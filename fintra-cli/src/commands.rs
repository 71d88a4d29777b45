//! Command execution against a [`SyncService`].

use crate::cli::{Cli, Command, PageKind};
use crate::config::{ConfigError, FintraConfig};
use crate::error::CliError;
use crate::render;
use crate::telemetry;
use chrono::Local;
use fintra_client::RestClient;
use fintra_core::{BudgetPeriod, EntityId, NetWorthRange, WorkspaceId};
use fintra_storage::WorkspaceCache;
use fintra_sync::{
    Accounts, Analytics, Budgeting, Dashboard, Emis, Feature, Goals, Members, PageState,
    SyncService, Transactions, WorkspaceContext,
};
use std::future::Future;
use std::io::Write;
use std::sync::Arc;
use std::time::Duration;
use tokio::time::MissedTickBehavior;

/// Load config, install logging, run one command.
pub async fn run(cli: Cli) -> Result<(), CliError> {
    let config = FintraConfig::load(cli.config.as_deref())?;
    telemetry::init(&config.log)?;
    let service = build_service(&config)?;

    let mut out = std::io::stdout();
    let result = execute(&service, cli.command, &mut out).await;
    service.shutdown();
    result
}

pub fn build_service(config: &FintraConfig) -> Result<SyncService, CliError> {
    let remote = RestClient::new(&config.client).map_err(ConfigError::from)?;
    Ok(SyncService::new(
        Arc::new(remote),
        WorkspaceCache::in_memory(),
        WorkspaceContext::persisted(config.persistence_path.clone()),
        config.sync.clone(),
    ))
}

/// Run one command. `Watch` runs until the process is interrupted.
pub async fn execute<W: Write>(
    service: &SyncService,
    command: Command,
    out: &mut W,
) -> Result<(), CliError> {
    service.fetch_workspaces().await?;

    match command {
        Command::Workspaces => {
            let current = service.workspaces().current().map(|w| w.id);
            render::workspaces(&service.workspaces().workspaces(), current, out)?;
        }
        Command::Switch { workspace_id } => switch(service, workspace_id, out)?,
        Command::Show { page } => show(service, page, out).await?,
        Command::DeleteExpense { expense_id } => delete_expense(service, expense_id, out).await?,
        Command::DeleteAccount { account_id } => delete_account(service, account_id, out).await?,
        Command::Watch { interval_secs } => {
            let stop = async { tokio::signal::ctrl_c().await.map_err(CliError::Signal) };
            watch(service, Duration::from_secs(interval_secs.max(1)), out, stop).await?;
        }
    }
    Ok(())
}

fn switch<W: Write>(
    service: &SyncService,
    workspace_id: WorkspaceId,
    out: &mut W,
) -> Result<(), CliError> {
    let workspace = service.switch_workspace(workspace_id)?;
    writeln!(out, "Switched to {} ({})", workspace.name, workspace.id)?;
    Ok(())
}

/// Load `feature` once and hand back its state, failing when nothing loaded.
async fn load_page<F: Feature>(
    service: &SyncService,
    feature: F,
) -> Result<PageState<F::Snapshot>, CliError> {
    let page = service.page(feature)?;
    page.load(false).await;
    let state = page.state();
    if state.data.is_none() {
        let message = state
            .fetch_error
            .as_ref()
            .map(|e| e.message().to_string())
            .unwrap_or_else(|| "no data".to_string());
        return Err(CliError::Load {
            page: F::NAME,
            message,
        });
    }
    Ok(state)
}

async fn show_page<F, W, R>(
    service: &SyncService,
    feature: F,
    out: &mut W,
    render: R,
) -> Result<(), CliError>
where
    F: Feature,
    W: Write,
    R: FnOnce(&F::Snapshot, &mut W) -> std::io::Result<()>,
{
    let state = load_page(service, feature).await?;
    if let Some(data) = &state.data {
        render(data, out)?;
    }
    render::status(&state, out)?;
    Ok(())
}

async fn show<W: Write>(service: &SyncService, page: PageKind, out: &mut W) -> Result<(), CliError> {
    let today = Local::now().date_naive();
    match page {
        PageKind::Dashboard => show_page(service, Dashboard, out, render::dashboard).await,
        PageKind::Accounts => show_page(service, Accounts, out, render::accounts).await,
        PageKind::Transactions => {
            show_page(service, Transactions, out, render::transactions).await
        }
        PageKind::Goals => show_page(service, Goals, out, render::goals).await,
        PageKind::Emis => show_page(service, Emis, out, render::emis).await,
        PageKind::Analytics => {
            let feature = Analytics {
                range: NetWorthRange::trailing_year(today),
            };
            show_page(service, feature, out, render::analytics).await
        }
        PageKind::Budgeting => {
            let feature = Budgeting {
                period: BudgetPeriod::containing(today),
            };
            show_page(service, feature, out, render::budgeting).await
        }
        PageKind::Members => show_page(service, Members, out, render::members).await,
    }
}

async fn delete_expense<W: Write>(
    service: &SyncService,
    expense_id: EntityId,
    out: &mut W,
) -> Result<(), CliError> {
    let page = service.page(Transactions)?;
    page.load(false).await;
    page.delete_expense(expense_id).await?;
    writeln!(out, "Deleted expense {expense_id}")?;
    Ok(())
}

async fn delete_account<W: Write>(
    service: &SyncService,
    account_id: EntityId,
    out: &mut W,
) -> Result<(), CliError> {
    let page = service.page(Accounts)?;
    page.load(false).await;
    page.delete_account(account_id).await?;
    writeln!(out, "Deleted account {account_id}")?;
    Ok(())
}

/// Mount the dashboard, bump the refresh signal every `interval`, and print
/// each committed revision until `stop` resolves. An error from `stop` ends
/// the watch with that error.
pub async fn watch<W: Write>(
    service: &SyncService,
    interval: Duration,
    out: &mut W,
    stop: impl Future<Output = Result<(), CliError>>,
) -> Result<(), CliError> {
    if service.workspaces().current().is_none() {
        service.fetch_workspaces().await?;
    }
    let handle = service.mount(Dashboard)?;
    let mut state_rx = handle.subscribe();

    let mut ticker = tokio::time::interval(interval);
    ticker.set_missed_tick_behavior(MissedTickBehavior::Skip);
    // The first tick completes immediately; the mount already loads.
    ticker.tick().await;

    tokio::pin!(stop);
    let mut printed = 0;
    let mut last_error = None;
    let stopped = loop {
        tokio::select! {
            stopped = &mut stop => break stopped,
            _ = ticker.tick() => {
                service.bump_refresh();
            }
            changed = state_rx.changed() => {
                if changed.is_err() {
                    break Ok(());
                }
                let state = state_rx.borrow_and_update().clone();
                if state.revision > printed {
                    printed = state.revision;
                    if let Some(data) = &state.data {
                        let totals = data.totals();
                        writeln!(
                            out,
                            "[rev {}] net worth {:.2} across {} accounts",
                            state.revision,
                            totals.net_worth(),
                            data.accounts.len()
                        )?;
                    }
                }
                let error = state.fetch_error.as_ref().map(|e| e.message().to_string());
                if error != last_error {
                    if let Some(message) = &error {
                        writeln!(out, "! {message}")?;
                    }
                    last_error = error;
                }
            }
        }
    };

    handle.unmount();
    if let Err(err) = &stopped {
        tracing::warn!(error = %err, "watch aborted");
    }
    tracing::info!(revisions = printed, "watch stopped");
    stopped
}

ASSIGNMENT: Look over the material and return every line where the word "Transactions" is found.

RESPONSE TO THIS TASK:
    SyncService, Transactions, WorkspaceContext,
        PageKind::Transactions => {
            show_page(service, Transactions, out, render::transactions).await
    let page = service.page(Transactions)?;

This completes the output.